Testing of several potential vaccines in humans was under way in the 2000s. A vaccine known as RTS,S was given to children between the ages of one and four and was found to protect against infection 45 percent of the time during an 18-month observation period.

B 2

Antimosquito Measures

In the absence of an effective vaccine and with the rise of drug resistance, malaria prevention has had to rely on basic antimosquito measures. Such measures include draining sites where mosquitoes lay their eggs, covering water channels, and introducing into ponds fish that feed on mosquito larvae.

The United States virtually eradicated malaria in the late 1940s and early 1950s through the use of the insecticide DDT. However, DDT was later banned in the United States and many other countries because of its harmful effects on the environment.
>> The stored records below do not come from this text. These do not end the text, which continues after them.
use std::sync::Arc;
use tracing::{info, warn};
use uuid::Uuid;

use super::models::{Job, JobQuery, JobUpdate, NewJob, Owner};
use crate::api::auth::SessionUser;
use crate::api::dto::{DeleteResult, InsertResult, UpdateResult};
use crate::api::error::ApiError;
use crate::api::policy;
use crate::db::{JobStore, Store, StoreError};

/// Job service containing business logic
pub struct JobService {
    store: Arc<dyn Store>,
}

impl JobService {
    /// Create a new JobService instance
    pub fn new(store: Arc<dyn Store>) -> Self {
        Self { store }
    }

    /// Create a single job
    ///
    /// # Business Logic
    /// - The embedded owner must be the caller
    /// - A new id is generated; `bidCount` starts at zero
    pub async fn create_job(
        &self,
        session: &SessionUser,
        new_job: NewJob,
    ) -> Result<InsertResult, ApiError> {
        policy::ensure_same_user(session, &new_job.owner.email)?;

        let job = Job::from_new(Uuid::new_v4(), new_job);
        info!("Service: Creating job '{}' for {}", job.title, job.owner.email);

        self.store.insert_job(&job).await?;

        info!("Service: Job created successfully with id={}", job.id);
        Ok(InsertResult::new(job.id))
    }

    pub async fn list_jobs(&self) -> Result<Vec<Job>, ApiError> {
        Ok(self.store.list_jobs().await?)
    }

    /// Jobs posted by `email`; only that user may list them
    pub async fn list_jobs_by_owner(
        &self,
        email: &str,
        session: &SessionUser,
    ) -> Result<Vec<Job>, ApiError> {
        policy::ensure_same_user(session, email)?;
        Ok(self.store.list_jobs_by_owner(email).await?)
    }

    pub async fn search_jobs(&self, query: &JobQuery) -> Result<Vec<Job>, ApiError> {
        Ok(self.store.search_jobs(query).await?)
    }

    /// Absent ids yield `None` rather than an error
    pub async fn get_job(&self, id: Uuid) -> Result<Option<Job>, ApiError> {
        Ok(self.store.get_job(id).await?)
    }

    /// Update-or-insert a job by id
    ///
    /// # Business Logic
    /// - Existing job: caller must own it; given fields replace stored ones,
    ///   the owner email may not change and the bid counter is untouched
    /// - Missing job: a new document is created under that id, owned by the
    ///   caller; title, category and deadline are then required
    ///
    /// # Returns
    /// - `UpdateResult::matched` for an existing job
    /// - `UpdateResult::upserted` when the document was created
    pub async fn update_job(
        &self,
        id: Uuid,
        update: JobUpdate,
        session: &SessionUser,
    ) -> Result<UpdateResult, ApiError> {
        match self.store.get_job(id).await? {
            Some(existing) => self.update_existing(existing, update, session).await,
            None => self.insert_missing(id, update, session).await,
        }
    }

    async fn update_existing(
        &self,
        existing: Job,
        update: JobUpdate,
        session: &SessionUser,
    ) -> Result<UpdateResult, ApiError> {
        policy::ensure_job_owner(session, &existing)?;

        if let Some(owner) = &update.owner {
            if owner.email != existing.owner.email {
                warn!("Service: Refusing to reassign owner of job {}", existing.id);
                return Err(ApiError::Validation("Job owner cannot be changed".to_string()));
            }
        }

        let mut updated = existing.clone();
        updated.apply(update);
        let modified = updated != existing;

        if modified && !self.store.update_job(&updated).await? {
            return Err(ApiError::Conflict(format!(
                "Job {} was deleted during the update",
                existing.id
            )));
        }

        info!("Service: Job {} updated (modified={})", existing.id, modified);
        Ok(UpdateResult::matched(modified))
    }

    async fn insert_missing(
        &self,
        id: Uuid,
        update: JobUpdate,
        session: &SessionUser,
    ) -> Result<UpdateResult, ApiError> {
        let owner = match &update.owner {
            Some(owner) => {
                policy::ensure_same_user(session, &owner.email)?;
                owner.clone()
            }
            None => Owner {
                email: session.email().to_string(),
                profile: session.claims.profile.clone(),
            },
        };

        let job = update.into_job(id, owner).map_err(|field| {
            ApiError::Validation(format!("{} is required to create job {}", field, id))
        })?;

        match self.store.insert_job(&job).await {
            Ok(()) => {
                info!("Service: Update of missing job {} created it", id);
                Ok(UpdateResult::upserted(id))
            }
            Err(StoreError::Duplicate(_)) => Err(ApiError::Conflict(format!(
                "Job {} was created concurrently",
                id
            ))),
            Err(e) => Err(e.into()),
        }
    }

    /// Remove a job; missing ids succeed with a zero count
    ///
    /// Bids placed on the job are left in place.
    pub async fn delete_job(&self, id: Uuid, session: &SessionUser) -> Result<DeleteResult, ApiError> {
        let Some(existing) = self.store.get_job(id).await? else {
            info!("Service: Delete of missing job {} is a no-op", id);
            return Ok(DeleteResult::new(0));
        };
        policy::ensure_job_owner(session, &existing)?;

        let deleted = self.store.delete_job(id).await?;
        info!("Service: Deleted job {} ({} document)", id, deleted);
        Ok(DeleteResult::new(deleted))
    }
}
Moreover, many species of Anopheles mosquitoes are now resistant to a wide range of insecticides, including DDT, as a result of the widespread use of these chemicals. Newer insecticides are effective but are also much more expensive and must be used carefully. Controlled spraying of the inside of houses is effective where the mosquitoes have not developed resistance.

Insecticide-treated bed nets have proven to be one of the most effective malaria prevention strategies. The World Health Organization distributed bed nets to families with children under age 5 in several African countries and found that the death rate from malaria dropped by 50 to 60 percent among children in these countries. One problem with treated bed nets has been that they lose their effectiveness over time. Newer nets, however, retain their effectiveness for several years. Although the nets are inexpensive, even their modest cost is beyond the means of many families in developing countries.